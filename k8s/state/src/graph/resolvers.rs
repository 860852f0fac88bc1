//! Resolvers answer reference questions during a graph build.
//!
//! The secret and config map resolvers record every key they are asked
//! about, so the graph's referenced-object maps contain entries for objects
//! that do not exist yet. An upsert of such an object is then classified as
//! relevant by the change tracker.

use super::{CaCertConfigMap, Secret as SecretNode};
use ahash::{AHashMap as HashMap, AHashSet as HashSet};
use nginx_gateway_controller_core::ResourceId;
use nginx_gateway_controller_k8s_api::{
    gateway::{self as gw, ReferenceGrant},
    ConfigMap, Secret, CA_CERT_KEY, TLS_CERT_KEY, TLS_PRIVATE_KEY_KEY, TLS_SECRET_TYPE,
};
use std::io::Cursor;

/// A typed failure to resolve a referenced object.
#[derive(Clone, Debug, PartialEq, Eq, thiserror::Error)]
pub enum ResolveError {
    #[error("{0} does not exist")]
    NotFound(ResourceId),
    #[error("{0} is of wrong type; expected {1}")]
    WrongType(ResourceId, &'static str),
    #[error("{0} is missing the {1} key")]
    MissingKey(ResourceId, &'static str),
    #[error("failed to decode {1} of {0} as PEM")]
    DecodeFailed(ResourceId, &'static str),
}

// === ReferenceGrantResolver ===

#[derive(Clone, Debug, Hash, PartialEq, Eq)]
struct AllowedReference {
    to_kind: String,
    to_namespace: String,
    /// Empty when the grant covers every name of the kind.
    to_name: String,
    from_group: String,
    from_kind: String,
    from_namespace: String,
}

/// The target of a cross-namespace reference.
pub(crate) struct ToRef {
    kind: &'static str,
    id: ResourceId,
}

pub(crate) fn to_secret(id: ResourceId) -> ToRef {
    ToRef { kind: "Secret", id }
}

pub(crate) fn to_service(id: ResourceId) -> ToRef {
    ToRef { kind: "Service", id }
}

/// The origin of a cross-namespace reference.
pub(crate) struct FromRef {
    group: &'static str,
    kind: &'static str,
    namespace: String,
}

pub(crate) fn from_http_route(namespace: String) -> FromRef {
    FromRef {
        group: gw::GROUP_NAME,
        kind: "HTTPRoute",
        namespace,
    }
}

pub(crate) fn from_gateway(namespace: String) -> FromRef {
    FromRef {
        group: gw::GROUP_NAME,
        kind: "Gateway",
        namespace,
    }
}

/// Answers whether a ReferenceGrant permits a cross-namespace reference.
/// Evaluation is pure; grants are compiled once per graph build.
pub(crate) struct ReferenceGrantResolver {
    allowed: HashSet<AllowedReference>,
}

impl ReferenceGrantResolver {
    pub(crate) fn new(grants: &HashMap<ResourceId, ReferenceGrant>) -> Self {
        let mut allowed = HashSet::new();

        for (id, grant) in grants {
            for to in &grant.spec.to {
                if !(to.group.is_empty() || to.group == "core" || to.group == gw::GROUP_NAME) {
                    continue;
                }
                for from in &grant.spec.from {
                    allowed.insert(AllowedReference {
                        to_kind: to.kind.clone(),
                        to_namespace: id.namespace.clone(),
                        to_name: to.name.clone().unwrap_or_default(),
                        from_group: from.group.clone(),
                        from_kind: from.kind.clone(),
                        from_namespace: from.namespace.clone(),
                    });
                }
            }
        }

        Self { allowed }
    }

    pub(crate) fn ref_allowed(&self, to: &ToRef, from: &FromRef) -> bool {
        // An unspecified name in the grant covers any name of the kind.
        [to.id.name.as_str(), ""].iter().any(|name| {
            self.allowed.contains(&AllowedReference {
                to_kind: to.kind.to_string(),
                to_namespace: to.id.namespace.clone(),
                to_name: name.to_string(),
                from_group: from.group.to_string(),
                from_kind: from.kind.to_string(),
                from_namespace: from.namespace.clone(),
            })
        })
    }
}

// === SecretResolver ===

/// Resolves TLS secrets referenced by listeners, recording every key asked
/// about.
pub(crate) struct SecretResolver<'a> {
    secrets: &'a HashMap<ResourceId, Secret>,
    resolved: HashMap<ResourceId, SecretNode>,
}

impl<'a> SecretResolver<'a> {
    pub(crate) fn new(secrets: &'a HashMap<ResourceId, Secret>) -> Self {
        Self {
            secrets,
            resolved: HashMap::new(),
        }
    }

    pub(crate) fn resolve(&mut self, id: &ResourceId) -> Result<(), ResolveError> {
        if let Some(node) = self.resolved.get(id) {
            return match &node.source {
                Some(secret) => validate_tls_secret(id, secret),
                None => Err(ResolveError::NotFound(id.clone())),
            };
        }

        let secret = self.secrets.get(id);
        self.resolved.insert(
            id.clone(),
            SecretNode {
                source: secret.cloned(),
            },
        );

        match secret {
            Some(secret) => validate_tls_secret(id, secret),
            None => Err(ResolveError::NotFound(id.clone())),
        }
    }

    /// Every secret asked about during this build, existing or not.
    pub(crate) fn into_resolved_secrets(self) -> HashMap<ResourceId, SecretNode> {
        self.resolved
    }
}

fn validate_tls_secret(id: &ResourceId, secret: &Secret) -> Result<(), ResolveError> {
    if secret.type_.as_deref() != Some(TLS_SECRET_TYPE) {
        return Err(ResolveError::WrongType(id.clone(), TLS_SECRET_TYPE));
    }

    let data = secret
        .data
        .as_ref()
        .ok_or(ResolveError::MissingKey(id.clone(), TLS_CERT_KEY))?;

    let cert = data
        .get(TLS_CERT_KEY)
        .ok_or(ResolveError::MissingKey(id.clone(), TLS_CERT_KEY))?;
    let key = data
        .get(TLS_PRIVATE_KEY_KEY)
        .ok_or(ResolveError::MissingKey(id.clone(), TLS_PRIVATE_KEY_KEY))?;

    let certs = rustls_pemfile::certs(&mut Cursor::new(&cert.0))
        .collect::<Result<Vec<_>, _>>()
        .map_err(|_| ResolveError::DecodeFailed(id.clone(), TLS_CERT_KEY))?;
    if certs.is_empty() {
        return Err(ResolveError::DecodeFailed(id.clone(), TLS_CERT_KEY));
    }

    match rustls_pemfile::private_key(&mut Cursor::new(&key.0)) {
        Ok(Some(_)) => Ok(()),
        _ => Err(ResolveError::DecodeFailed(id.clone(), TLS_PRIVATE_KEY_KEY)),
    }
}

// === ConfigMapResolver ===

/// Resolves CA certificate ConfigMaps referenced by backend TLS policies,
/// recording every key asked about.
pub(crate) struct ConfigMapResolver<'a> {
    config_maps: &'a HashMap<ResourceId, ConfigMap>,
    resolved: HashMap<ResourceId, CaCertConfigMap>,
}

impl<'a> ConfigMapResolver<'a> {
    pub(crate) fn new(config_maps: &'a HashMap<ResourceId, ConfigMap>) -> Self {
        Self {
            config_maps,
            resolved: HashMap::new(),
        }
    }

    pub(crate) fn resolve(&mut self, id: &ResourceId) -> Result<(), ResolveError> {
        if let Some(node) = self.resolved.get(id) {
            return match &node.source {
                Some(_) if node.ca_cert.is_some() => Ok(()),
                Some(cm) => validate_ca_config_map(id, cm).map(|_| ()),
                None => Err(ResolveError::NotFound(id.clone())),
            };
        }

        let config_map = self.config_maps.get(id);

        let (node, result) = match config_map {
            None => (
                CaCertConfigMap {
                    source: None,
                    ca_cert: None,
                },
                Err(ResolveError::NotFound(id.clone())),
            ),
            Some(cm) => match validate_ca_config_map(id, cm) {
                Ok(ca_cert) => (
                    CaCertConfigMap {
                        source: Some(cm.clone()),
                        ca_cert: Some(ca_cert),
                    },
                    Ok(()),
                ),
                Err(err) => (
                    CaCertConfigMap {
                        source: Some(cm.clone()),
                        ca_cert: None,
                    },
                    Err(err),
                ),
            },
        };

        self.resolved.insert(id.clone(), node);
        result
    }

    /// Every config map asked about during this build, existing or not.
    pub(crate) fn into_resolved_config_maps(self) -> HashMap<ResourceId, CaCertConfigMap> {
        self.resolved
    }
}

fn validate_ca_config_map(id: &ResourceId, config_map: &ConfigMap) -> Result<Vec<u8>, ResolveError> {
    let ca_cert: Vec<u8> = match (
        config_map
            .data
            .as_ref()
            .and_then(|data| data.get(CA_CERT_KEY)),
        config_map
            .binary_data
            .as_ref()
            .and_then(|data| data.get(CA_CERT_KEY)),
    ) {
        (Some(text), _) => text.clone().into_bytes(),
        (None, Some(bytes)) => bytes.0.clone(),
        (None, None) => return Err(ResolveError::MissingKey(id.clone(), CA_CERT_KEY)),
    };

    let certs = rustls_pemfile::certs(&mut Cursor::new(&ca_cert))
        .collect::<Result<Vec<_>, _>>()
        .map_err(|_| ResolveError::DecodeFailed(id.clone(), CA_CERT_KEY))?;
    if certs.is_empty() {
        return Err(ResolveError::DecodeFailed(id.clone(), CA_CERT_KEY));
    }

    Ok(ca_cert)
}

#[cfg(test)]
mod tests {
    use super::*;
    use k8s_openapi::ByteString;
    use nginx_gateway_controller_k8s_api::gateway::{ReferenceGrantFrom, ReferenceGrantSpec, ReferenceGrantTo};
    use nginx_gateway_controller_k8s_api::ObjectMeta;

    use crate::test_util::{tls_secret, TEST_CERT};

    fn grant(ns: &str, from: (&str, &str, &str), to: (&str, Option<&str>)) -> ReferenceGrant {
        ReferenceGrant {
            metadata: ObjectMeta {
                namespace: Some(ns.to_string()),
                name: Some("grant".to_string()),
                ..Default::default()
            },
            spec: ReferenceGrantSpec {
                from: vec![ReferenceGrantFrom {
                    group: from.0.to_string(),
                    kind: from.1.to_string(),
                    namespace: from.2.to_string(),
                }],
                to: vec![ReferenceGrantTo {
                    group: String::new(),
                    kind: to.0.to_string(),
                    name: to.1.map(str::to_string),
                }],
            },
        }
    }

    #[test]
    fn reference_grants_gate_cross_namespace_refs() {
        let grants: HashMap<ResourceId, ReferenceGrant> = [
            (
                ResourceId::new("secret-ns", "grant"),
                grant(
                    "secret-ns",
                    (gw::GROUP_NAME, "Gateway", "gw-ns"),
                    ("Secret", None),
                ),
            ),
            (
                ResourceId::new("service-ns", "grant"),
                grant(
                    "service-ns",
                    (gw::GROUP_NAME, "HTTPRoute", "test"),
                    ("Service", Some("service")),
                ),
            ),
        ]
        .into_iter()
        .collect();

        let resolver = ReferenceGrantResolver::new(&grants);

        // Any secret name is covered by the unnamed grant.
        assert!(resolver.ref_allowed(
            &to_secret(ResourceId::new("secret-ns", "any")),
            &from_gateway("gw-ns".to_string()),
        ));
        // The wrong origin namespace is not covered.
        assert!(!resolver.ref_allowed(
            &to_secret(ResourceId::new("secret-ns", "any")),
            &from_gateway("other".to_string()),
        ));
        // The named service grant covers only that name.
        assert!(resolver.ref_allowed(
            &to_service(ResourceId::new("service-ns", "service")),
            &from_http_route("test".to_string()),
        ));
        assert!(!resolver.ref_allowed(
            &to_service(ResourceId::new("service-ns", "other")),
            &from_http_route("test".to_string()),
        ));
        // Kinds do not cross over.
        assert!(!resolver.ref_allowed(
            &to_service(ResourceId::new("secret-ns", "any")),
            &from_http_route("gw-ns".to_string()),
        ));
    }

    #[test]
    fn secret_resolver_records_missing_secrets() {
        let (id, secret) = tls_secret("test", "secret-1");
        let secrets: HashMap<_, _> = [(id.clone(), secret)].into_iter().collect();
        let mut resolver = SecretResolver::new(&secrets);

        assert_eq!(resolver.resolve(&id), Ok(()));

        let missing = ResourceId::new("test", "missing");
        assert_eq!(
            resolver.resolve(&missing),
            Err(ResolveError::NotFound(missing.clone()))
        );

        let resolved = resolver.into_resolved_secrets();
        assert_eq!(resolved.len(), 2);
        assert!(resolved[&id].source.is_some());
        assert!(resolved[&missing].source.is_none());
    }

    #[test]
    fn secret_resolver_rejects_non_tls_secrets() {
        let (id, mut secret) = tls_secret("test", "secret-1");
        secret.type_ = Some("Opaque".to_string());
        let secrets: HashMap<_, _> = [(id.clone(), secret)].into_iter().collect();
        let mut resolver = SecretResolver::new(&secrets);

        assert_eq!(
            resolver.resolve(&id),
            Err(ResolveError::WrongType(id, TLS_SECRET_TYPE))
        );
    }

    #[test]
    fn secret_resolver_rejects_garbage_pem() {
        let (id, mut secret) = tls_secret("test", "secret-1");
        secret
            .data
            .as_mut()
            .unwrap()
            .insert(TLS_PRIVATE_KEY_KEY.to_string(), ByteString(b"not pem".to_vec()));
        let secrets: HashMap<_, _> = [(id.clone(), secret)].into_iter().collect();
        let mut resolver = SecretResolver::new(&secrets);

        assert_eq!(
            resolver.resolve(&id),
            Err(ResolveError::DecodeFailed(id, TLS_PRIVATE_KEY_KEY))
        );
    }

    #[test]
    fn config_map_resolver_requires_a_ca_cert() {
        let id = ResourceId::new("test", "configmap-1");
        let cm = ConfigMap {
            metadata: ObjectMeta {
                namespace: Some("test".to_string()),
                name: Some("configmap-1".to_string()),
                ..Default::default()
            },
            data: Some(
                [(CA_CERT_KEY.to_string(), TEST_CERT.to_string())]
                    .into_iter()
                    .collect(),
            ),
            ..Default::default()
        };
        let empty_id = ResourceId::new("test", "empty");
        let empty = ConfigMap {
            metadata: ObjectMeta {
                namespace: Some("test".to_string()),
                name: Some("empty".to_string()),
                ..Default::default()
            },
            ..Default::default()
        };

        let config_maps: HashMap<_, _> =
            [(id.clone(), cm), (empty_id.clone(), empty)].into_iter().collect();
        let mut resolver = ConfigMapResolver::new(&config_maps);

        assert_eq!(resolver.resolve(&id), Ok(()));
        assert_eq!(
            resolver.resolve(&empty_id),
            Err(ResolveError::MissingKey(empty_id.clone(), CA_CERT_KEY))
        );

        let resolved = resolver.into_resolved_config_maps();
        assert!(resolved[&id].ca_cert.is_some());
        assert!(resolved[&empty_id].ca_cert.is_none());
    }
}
+--
• [What is being asked]: Which of the lines above include the string "MissingKey"? Pick them out and copy them.

• [Solution to the problem]:
    MissingKey(ResourceId, &'static str),
        .ok_or(ResolveError::MissingKey(id.clone(), TLS_CERT_KEY))?;
        .ok_or(ResolveError::MissingKey(id.clone(), TLS_CERT_KEY))?;
        .ok_or(ResolveError::MissingKey(id.clone(), TLS_PRIVATE_KEY_KEY))?;
        (None, None) => return Err(ResolveError::MissingKey(id.clone(), CA_CERT_KEY)),
            Err(ResolveError::MissingKey(empty_id.clone(), CA_CERT_KEY))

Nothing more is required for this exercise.